Seafood: Certainly the majority of sushi is made with raw fish and other seafoods. For both aesthetic and health reasons, fish that are to be eaten raw
must be fresher and of a higher quality than fish that will be cooked.
A professional sushi chef is trained in recognizing good fish, which
is clean-smelling, vivid in color, and free from harmful parasites.
Only ocean fish are used raw in sushi; freshwater fish, which are more likely to harbor parasites, are cooked. In addition to fish, common seafoods used in sushi are squid, shrimp, eel, fish roe, sea urchin and various kinds of shellfish.

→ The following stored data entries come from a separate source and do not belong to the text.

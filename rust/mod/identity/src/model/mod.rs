pub mod session;
pub mod social;
pub mod user;

pub use session::SessionPayload;
pub use social::{social_key, Social, SocialIdentity};
pub use user::{UpdateUser, User};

Sushi rice: The rice used in making sushi is a short-grained,
sweeter variety rather different in consistency from the long-grain
and Indian rice strains Westerners may be more used to. It is cooked
with rice vinegar, or vinegar may be added after cooking, and is cooled
before being used to make sushi.
Nori: The seaweed wrappers used in maki and temaki are made of a
cultivated sea vegetable known as nori. Originally, this plant was
scraped from dock pilings, rolled out into sheets, and dried in the
sun. Today, it is farmed and industrially produced, and can be bought
pre-cut into neat, ready-to-use squares. Some novelty shops also offer nori with decorative cut-outs in the shape of popular cartoon characters.
Other ingredients: Not all sushi contains seafood. Many things can find their way into sushi:
pickled daikon radish, fermented soybeans (natto), avocado,
raw quail eggs, tofu, pickled plum, omelet, beef, ham, and more.

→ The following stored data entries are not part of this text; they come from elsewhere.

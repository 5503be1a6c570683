//! The unique username index: `username -> userId` in the `i-u-n-u` bucket.
//!
//! The engine has no secondary indexes, so every change to `User.name` must
//! update this bucket in the same transaction as the user record.

use socialid_kv::{ReadTx, WriteTx};
use tracing::error;

use crate::service::{IdentityError, USERNAME_INDEX};

/// Look up the user id holding `name`.
pub fn lookup<R: ReadTx + ?Sized>(tx: &R, name: &str) -> Result<Option<String>, IdentityError> {
    match tx.get(USERNAME_INDEX, name)? {
        Some(bytes) => {
            let id = String::from_utf8(bytes).map_err(|e| {
                IdentityError::Codec(format!("username index entry '{}': {}", name, e))
            })?;
            Ok(Some(id))
        }
        None => Ok(None),
    }
}

/// Record `name -> user_id`. Fails with `UsernameTaken` if the name is held.
pub fn insert<W: WriteTx + ?Sized>(tx: &mut W, name: &str, user_id: &str) -> Result<(), IdentityError> {
    if lookup(tx, name)?.is_some() {
        return Err(IdentityError::UsernameTaken(name.to_string()));
    }
    tx.put(USERNAME_INDEX, name, user_id.as_bytes())?;
    Ok(())
}

/// Move `user_id` from `old` to `new`.
///
/// Fails with `UsernameTaken` if `new` is held by anyone, and with
/// `InconsistentState` if `old` does not point at `user_id`.
pub fn rename<W: WriteTx + ?Sized>(
    tx: &mut W,
    old: &str,
    new: &str,
    user_id: &str,
) -> Result<(), IdentityError> {
    if lookup(tx, new)?.is_some() {
        return Err(IdentityError::UsernameTaken(new.to_string()));
    }

    match lookup(tx, old)? {
        Some(owner) if owner == user_id => {}
        other => {
            error!(
                "username index entry '{}' is {:?}, expected user {}",
                old, other, user_id
            );
            return Err(IdentityError::InconsistentState(format!(
                "username '{}' is not indexed to user '{}'",
                old, user_id
            )));
        }
    }

    tx.delete(USERNAME_INDEX, old)?;
    tx.put(USERNAME_INDEX, new, user_id.as_bytes())?;
    Ok(())
}

/// First free name among `candidate`, `candidate-2`, `candidate-3`, ...
pub fn available_name<R: ReadTx + ?Sized>(tx: &R, candidate: &str) -> Result<String, IdentityError> {
    if lookup(tx, candidate)?.is_none() {
        return Ok(candidate.to_string());
    }
    let mut n = 2u64;
    loop {
        let name = format!("{}-{}", candidate, n);
        if lookup(tx, &name)?.is_none() {
            return Ok(name);
        }
        n += 1;
    }
}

Condiments: Sushi is served with soy sauce, wasabi (green
horseradish paste), and sweet pickled ginger (gari). Wasabi is said
to be an effective antidote against fish poisoning.
A basic recipe for sushi rice is as follows:
Take one cup of short-grained rice and rinse in cold water until water runs clear. Combine rice, 1 1/4 cup cold water, and a small piece of dashi kombu (a type of seaweed, optional if not available) in a saucepan and turn heat to high. Remove kombu just before water boils. After water begins to boil, turn heat to low, cover pan tightly, and leave to simmer for 20 minutes. Remove from heat and leave in covered pan for 10 more minutes. Use a wooden paddle to scrape rice into a large bowl, then gently stir it with the paddle while adding about 2 tbsp. of seasoned rice vinegar (season with just under 2 tbsp sugar and just under 1/2 tsp salt over low heat). Stir until rice has cooled somewhat and looks shiny.
Cover rice with a damp towel and use in any sushi recipe within one day.